▶ _Data excerpts_:

_ _ _ _ _

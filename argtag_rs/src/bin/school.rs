//! `school` - a small demo program built on argtag.
//!
//! ```bash
//! school students list -min 3
//! school students show -v Pat
//! school courses -upper show Math History
//! ```

use std::cell::Cell;
use std::path::Path;
use std::process::ExitCode;

use argtag::{CommandTree, Group, RegistrationError, RenderConfig, Runnable, UsageError};

struct Student {
    name: &'static str,
    gpa: f64,
}

/// Shared state handed to every command.
struct School {
    students: Vec<Student>,
    courses: Vec<&'static str>,
    upper: Cell<bool>,
}

impl School {
    fn new() -> Self {
        Self {
            students: vec![
                Student { name: "Pat", gpa: 3.2 },
                Student { name: "Al", gpa: 4.0 },
                Student { name: "Cam", gpa: 2.8 },
            ],
            courses: vec!["Math", "Science", "History"],
            upper: Cell::new(false),
        }
    }
}

argtag::record! {
    #[derive(Default)]
    struct StudentsList {
        #[arg("flag=min, list only students above this GPA")]
        min_gpa: f64,
        #[arg("flag=, oneof=name|gpa, sort order")]
        sort: String,
    }
}

impl Runnable<School> for StudentsList {
    fn run(&mut self, school: &School) -> anyhow::Result<()> {
        if !(0.0..=4.0).contains(&self.min_gpa) {
            return Err(UsageError::new("min GPA out of range [0, 4]").into());
        }
        let mut rows: Vec<&Student> = school
            .students
            .iter()
            .filter(|s| self.min_gpa == 0.0 || s.gpa >= self.min_gpa)
            .collect();
        match self.sort.as_str() {
            "name" => rows.sort_by(|a, b| a.name.cmp(b.name)),
            "gpa" => rows.sort_by(|a, b| b.gpa.total_cmp(&a.gpa)),
            _ => {}
        }
        for s in rows {
            println!("{:<8}  {}", s.name, s.gpa);
        }
        Ok(())
    }
}

argtag::record! {
    #[derive(Default)]
    struct StudentsShow {
        #[arg("flag=v, show more detail")]
        verbose: bool,
        #[arg("student name")]
        name: String,
    }
}

impl Runnable<School> for StudentsShow {
    fn run(&mut self, school: &School) -> anyhow::Result<()> {
        let student = school
            .students
            .iter()
            .find(|s| s.name == self.name)
            .ok_or_else(|| anyhow::anyhow!("no student named {:?}", self.name))?;
        println!("{}", student.name);
        if self.verbose {
            println!("GPA: {}", student.gpa);
        }
        Ok(())
    }
}

argtag::record! {
    #[derive(Default)]
    struct CoursesGroup {
        #[arg("flag=, print course names in upper case")]
        upper: bool,
    }
}

impl Group<School> for CoursesGroup {
    fn before(&mut self, school: &School) -> anyhow::Result<()> {
        school.upper.set(self.upper);
        Ok(())
    }
}

fn course_name(school: &School, name: &str) -> String {
    if school.upper.get() {
        name.to_uppercase()
    } else {
        name.to_string()
    }
}

argtag::record! {
    #[derive(Default)]
    struct CoursesList {}
}

impl Runnable<School> for CoursesList {
    fn run(&mut self, school: &School) -> anyhow::Result<()> {
        for course in &school.courses {
            println!("{}", course_name(school, course));
        }
        Ok(())
    }
}

argtag::record! {
    #[derive(Default)]
    struct CoursesShow {
        #[arg("min=1, course names")]
        names: Vec<String>,
    }
}

impl Runnable<School> for CoursesShow {
    fn run(&mut self, school: &School) -> anyhow::Result<()> {
        for name in &self.names {
            let course = school
                .courses
                .iter()
                .copied()
                .find(|c| *c == name.as_str())
                .ok_or_else(|| anyhow::anyhow!("no course named {name:?}"))?;
            println!("{}", course_name(school, course));
        }
        Ok(())
    }
}

fn build() -> Result<CommandTree<School>, RegistrationError> {
    let mut tree = CommandTree::new("school");
    let root = tree.root();

    let students = tree.group(root, "students", "commands for students")?;
    tree.command(students, "list", StudentsList::default(), "list students")?;
    tree.command(students, "show", StudentsShow::default(), "show a single student")?;

    let courses = tree.group_with(root, "courses", CoursesGroup::default(), "commands for courses")?;
    tree.command(courses, "list", CoursesList::default(), "list courses")?;
    tree.command(courses, "show", CoursesShow::default(), "show some courses")?;

    Ok(tree)
}

fn main() -> ExitCode {
    tracing_subscriber::fmt()
        .with_writer(std::io::stderr)
        .with_env_filter(
            tracing_subscriber::EnvFilter::try_from_default_env()
                .unwrap_or_else(|_| tracing_subscriber::EnvFilter::new("warn")),
        )
        .init();

    let mut tree = match build() {
        Ok(tree) => tree,
        Err(err) => {
            eprintln!("{err}");
            return ExitCode::FAILURE;
        }
    };
    if let Ok(path) = std::env::var("SCHOOL_RENDER_CONFIG") {
        tree.set_render_config(RenderConfig::load_from_path(Path::new(&path)));
    }
    tree.main(&School::new())
}
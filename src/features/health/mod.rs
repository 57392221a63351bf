//! Liveness endpoints.

pub mod dtos;
pub mod handlers;
pub mod routes;
use std::collections::HashSet;
use std::convert::Infallible;

use axum::{
    extract::{FromRequestParts, Path, Query},
    http::{request::Parts, Uri},
    response::{IntoResponse, Response},
};
use serde::de::DeserializeOwned;

use crate::core::error::AppError;
use crate::shared::validation::parse_leading_int;

/// Query extractor that keeps the first value of a repeated key and reports
/// decode failures as JSON BadRequest
pub struct AppQuery<T>(pub T);

impl<T, S> FromRequestParts<S> for AppQuery<T>
where
    T: DeserializeOwned,
    S: Send + Sync,
{
    type Rejection = AppQueryRejection;

    async fn from_request_parts(parts: &mut Parts, _state: &S) -> Result<Self, Self::Rejection> {
        let query = parts.uri.query().map(first_occurrences).unwrap_or_default();
        let uri: Uri = format!("/?{}", query)
            .parse()
            .map_err(|_| AppQueryRejection("Failed to parse query string".to_string()))?;

        Query::<T>::try_from_uri(&uri)
            .map(|Query(value)| Self(value))
            .map_err(|rejection| {
                AppQueryRejection(format!("Invalid query string: {}", rejection.body_text()))
            })
    }
}

/// Drop every `key=value` pair whose key already appeared earlier in the query
fn first_occurrences(raw: &str) -> String {
    let mut seen = HashSet::new();
    raw.split('&')
        .filter(|pair| !pair.is_empty())
        .filter(|pair| seen.insert(pair.split_once('=').map_or(*pair, |(key, _)| key)))
        .collect::<Vec<_>>()
        .join("&")
}

pub struct AppQueryRejection(String);

impl IntoResponse for AppQueryRejection {
    fn into_response(self) -> Response {
        AppError::BadRequest(self.0).into_response()
    }
}

/// Text of the single path parameter of a route.
///
/// `None` when the segment cannot be decoded (for example invalid UTF-8), so the
/// route answers with its own not-found outcome instead of a rejection.
#[derive(Debug, Clone, PartialEq, Eq)]
pub struct PathText(pub Option<String>);

impl<S> FromRequestParts<S> for PathText
where
    S: Send + Sync,
{
    type Rejection = Infallible;

    async fn from_request_parts(parts: &mut Parts, state: &S) -> Result<Self, Self::Rejection> {
        let raw = Path::<String>::from_request_parts(parts, state)
            .await
            .ok()
            .map(|Path(raw)| raw);
        Ok(Self(raw))
    }
}

/// Numeric id taken from the single path parameter of a route.
///
/// The segment is parsed as a leading integer; `None` means it held no digits
/// or could not be decoded, and therefore cannot match any record.
#[derive(Debug, Clone, Copy, PartialEq, Eq)]
pub struct PathId(pub Option<i64>);

impl<S> FromRequestParts<S> for PathId
where
    S: Send + Sync,
{
    type Rejection = Infallible;

    async fn from_request_parts(parts: &mut Parts, state: &S) -> Result<Self, Self::Rejection> {
        let PathText(raw) = PathText::from_request_parts(parts, state).await?;
        Ok(Self(raw.as_deref().and_then(parse_leading_int)))
    }
}
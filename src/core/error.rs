use axum::{
    http::StatusCode,
    response::{IntoResponse, Response},
    Json,
};
use thiserror::Error;

use crate::shared::constants::GENERIC_FAILURE;
use crate::shared::types::ErrorResponse;

#[derive(Debug, Error)]
pub enum AppError {
    #[error("Database error: {0}")]
    Database(#[from] sqlx::Error),

    #[error("Not found: {0}")]
    NotFound(String),

    #[error("Bad request: {0}")]
    BadRequest(String),

    #[error("Internal server error: {0}")]
    Internal(String),
}

impl AppError {
    /// Replace the outward message of an internal failure with a route-level one.
    ///
    /// The underlying cause never reaches the caller. Database errors are already
    /// logged by the repository that raised them; other internal causes are logged
    /// here. NotFound and BadRequest pass through untouched.
    pub fn context(self, message: &str) -> Self {
        match self {
            AppError::Database(_) => AppError::Internal(message.to_string()),
            AppError::Internal(detail) => {
                if detail != message {
                    tracing::error!("{}: {}", message, detail);
                }
                AppError::Internal(message.to_string())
            }
            other => other,
        }
    }
}

impl IntoResponse for AppError {
    fn into_response(self) -> Response {
        let (status, message) = match self {
            AppError::Database(_) => (
                StatusCode::INTERNAL_SERVER_ERROR,
                GENERIC_FAILURE.to_string(),
            ),
            AppError::NotFound(msg) => (StatusCode::NOT_FOUND, msg),
            AppError::BadRequest(msg) => (StatusCode::BAD_REQUEST, msg),
            // Messages carried here are already caller-safe (see `context`)
            AppError::Internal(msg) => (StatusCode::INTERNAL_SERVER_ERROR, msg),
        };

        (status, Json(ErrorResponse::new(message))).into_response()
    }
}

pub type Result<T> = std::result::Result<T, AppError>;
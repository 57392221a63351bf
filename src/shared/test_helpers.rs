#[cfg(test)]
pub use fixtures::*;

#[cfg(test)]
mod fixtures {
    use std::sync::Arc;

    use async_trait::async_trait;
    use axum_test::TestServer;
    use sqlx::types::Json;

    use crate::core::config::{AppConfig, SwaggerConfig};
    use crate::core::error::{AppError, Result};
    use crate::core::router::build_router;
    use crate::features::geo::filters::{
        CityFilter, CountryFilter, CountryLookup, RegionFilter, StateFilter,
    };
    use crate::features::geo::models::{City, Country, Region, State, Translations};
    use crate::features::geo::repositories::GeoRepository;
    use crate::features::geo::GeoService;
    use crate::shared::types::Page;

    fn translations(pairs: &[(&str, &str)]) -> Option<Json<Translations>> {
        Some(Json(
            pairs
                .iter()
                .map(|(lang, name)| (lang.to_string(), name.to_string()))
                .collect(),
        ))
    }

    fn region(id: i64, name: &str, names: &[(&str, &str)]) -> Region {
        Region {
            id,
            name: name.to_string(),
            translations: if names.is_empty() {
                None
            } else {
                translations(names)
            },
        }
    }

    fn country(
        id: i64,
        region_id: i64,
        (iso2, iso3): (&str, &str),
        name: &str,
        native: &str,
        names: &[(&str, &str)],
    ) -> Country {
        Country {
            id,
            region_id,
            iso2: iso2.to_string(),
            iso3: iso3.to_string(),
            name: name.to_string(),
            native: Some(native.to_string()),
            translations: if names.is_empty() {
                None
            } else {
                translations(names)
            },
        }
    }

    fn state(id: i64, country_id: i64, name: &str) -> State {
        State {
            id,
            country_id,
            name: name.to_string(),
        }
    }

    fn city(id: i64, country_id: i64, state_id: i64, name: &str) -> City {
        City {
            id,
            country_id,
            state_id,
            name: name.to_string(),
        }
    }

    /// Small world used across handler and service tests, sorted by id
    pub struct Dataset {
        pub regions: Vec<Region>,
        pub countries: Vec<Country>,
        pub states: Vec<State>,
        pub cities: Vec<City>,
    }

    pub fn sample_dataset() -> Dataset {
        Dataset {
            regions: vec![
                region(1, "Africa", &[("fr", "Afrique"), ("de", "Afrika")]),
                region(2, "Americas", &[("fr", "Amérique")]),
                region(3, "Asia", &[]),
                region(4, "Europe", &[("fr", "Europe"), ("de", "Europa")]),
            ],
            countries: vec![
                country(
                    1,
                    4,
                    ("DE", "DEU"),
                    "Germany",
                    "Deutschland",
                    &[("fr", "Allemagne"), ("de", "Deutschland")],
                ),
                country(2, 4, ("FR", "FRA"), "France", "France", &[("de", "Frankreich")]),
                country(
                    3,
                    2,
                    ("US", "USA"),
                    "United States",
                    "United States",
                    &[("fr", "États-Unis"), ("de", "Vereinigte Staaten")],
                ),
                country(4, 1, ("NG", "NGA"), "Nigeria", "Nigeria", &[]),
                country(5, 3, ("JP", "JPN"), "Japan", "日本", &[("fr", "Japon")]),
            ],
            states: vec![
                state(10, 1, "Bavaria"),
                state(11, 1, "Berlin"),
                state(20, 2, "Île-de-France"),
                state(30, 3, "California"),
                state(31, 3, "Texas"),
                state(32, 3, "New York"),
                state(40, 4, "Lagos"),
            ],
            cities: vec![
                city(100, 1, 10, "Munich"),
                city(101, 1, 10, "Nuremberg"),
                city(102, 1, 10, "Augsburg"),
                city(110, 1, 11, "Berlin"),
                city(200, 2, 20, "Paris"),
                city(300, 3, 30, "Los Angeles"),
                city(301, 3, 30, "San Francisco"),
                city(302, 3, 30, "San Diego"),
                city(310, 3, 31, "Houston"),
                city(311, 3, 31, "Austin"),
                city(320, 3, 32, "New York City"),
                city(400, 4, 40, "Lagos"),
            ],
        }
    }

    /// Apply a page window to rows already in store order
    fn window<'a, T: Clone + 'a>(rows: impl Iterator<Item = &'a T>, page: &Page) -> Vec<T> {
        let rows = rows.skip(page.offset.max(0) as usize).cloned();
        match page.limit {
            Some(limit) => rows.take(limit.max(0) as usize).collect(),
            None => rows.collect(),
        }
    }

    /// In-memory store evaluating the same typed filters as the SQL repository
    pub struct InMemoryGeoRepository {
        data: Dataset,
    }

    impl InMemoryGeoRepository {
        pub fn new(data: Dataset) -> Self {
            Self { data }
        }
    }

    #[async_trait]
    impl GeoRepository for InMemoryGeoRepository {
        async fn find_regions(&self, filter: &RegionFilter) -> Result<Vec<Region>> {
            let rows = self.data.regions.iter().filter(|r| filter.matches(r));
            Ok(window(rows, &filter.page))
        }

        async fn find_region(&self, id: i64) -> Result<Option<Region>> {
            Ok(self.data.regions.iter().find(|r| r.id == id).cloned())
        }

        async fn find_countries(&self, filter: &CountryFilter) -> Result<Vec<Country>> {
            let rows = self.data.countries.iter().filter(|c| filter.matches(c));
            Ok(window(rows, &filter.page))
        }

        async fn find_country(&self, lookup: &CountryLookup) -> Result<Option<Country>> {
            Ok(self
                .data
                .countries
                .iter()
                .find(|c| lookup.matches(c))
                .cloned())
        }

        async fn find_states(&self, filter: &StateFilter) -> Result<Vec<State>> {
            let rows = self.data.states.iter().filter(|s| filter.matches(s));
            Ok(window(rows, &filter.page))
        }

        async fn find_state(&self, id: i64) -> Result<Option<State>> {
            Ok(self.data.states.iter().find(|s| s.id == id).cloned())
        }

        async fn find_cities(&self, filter: &CityFilter) -> Result<Vec<City>> {
            let rows = self.data.cities.iter().filter(|c| filter.matches(c));
            Ok(window(rows, &filter.page))
        }

        async fn find_city(&self, id: i64) -> Result<Option<City>> {
            Ok(self.data.cities.iter().find(|c| c.id == id).cloned())
        }
    }

    /// Store whose every call fails, for exercising the 500 paths
    pub struct FailingGeoRepository;

    fn unavailable<T>() -> Result<T> {
        Err(AppError::Internal("store unavailable".to_string()))
    }

    #[async_trait]
    impl GeoRepository for FailingGeoRepository {
        async fn find_regions(&self, _filter: &RegionFilter) -> Result<Vec<Region>> {
            unavailable()
        }

        async fn find_region(&self, _id: i64) -> Result<Option<Region>> {
            unavailable()
        }

        async fn find_countries(&self, _filter: &CountryFilter) -> Result<Vec<Country>> {
            unavailable()
        }

        async fn find_country(&self, _lookup: &CountryLookup) -> Result<Option<Country>> {
            unavailable()
        }

        async fn find_states(&self, _filter: &StateFilter) -> Result<Vec<State>> {
            unavailable()
        }

        async fn find_state(&self, _id: i64) -> Result<Option<State>> {
            unavailable()
        }

        async fn find_cities(&self, _filter: &CityFilter) -> Result<Vec<City>> {
            unavailable()
        }

        async fn find_city(&self, _id: i64) -> Result<Option<City>> {
            unavailable()
        }
    }

    pub fn sample_service() -> Arc<GeoService> {
        Arc::new(GeoService::new(
            Arc::new(InMemoryGeoRepository::new(sample_dataset())),
            "en",
        ))
    }

    pub fn failing_service() -> Arc<GeoService> {
        Arc::new(GeoService::new(Arc::new(FailingGeoRepository), "en"))
    }

    fn test_app_config() -> AppConfig {
        AppConfig {
            host: "127.0.0.1".to_string(),
            port: 0,
            cors_allowed_origins: vec!["*".to_string()],
            default_language: "en".to_string(),
        }
    }

    fn test_swagger_config() -> SwaggerConfig {
        SwaggerConfig {
            title: "Geographic API".to_string(),
            version: "test".to_string(),
            description: "test".to_string(),
        }
    }

    /// Full application router over the given service
    pub fn server_with(service: Arc<GeoService>) -> TestServer {
        let app = build_router(service, &test_app_config(), &test_swagger_config());
        TestServer::new(app).expect("failed to start test server")
    }

    pub fn sample_server() -> TestServer {
        server_with(sample_service())
    }

    pub fn failing_server() -> TestServer {
        server_with(failing_service())
    }
}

_ _ _ _ _

Identify the lines of the entries containing the string "format". Copy each such line.

▶ _TASK SOLUTION_:
        let uri: Uri = format!("/?{}", query)
                AppQueryRejection(format!("Invalid query string: {}", rejection.body_text()))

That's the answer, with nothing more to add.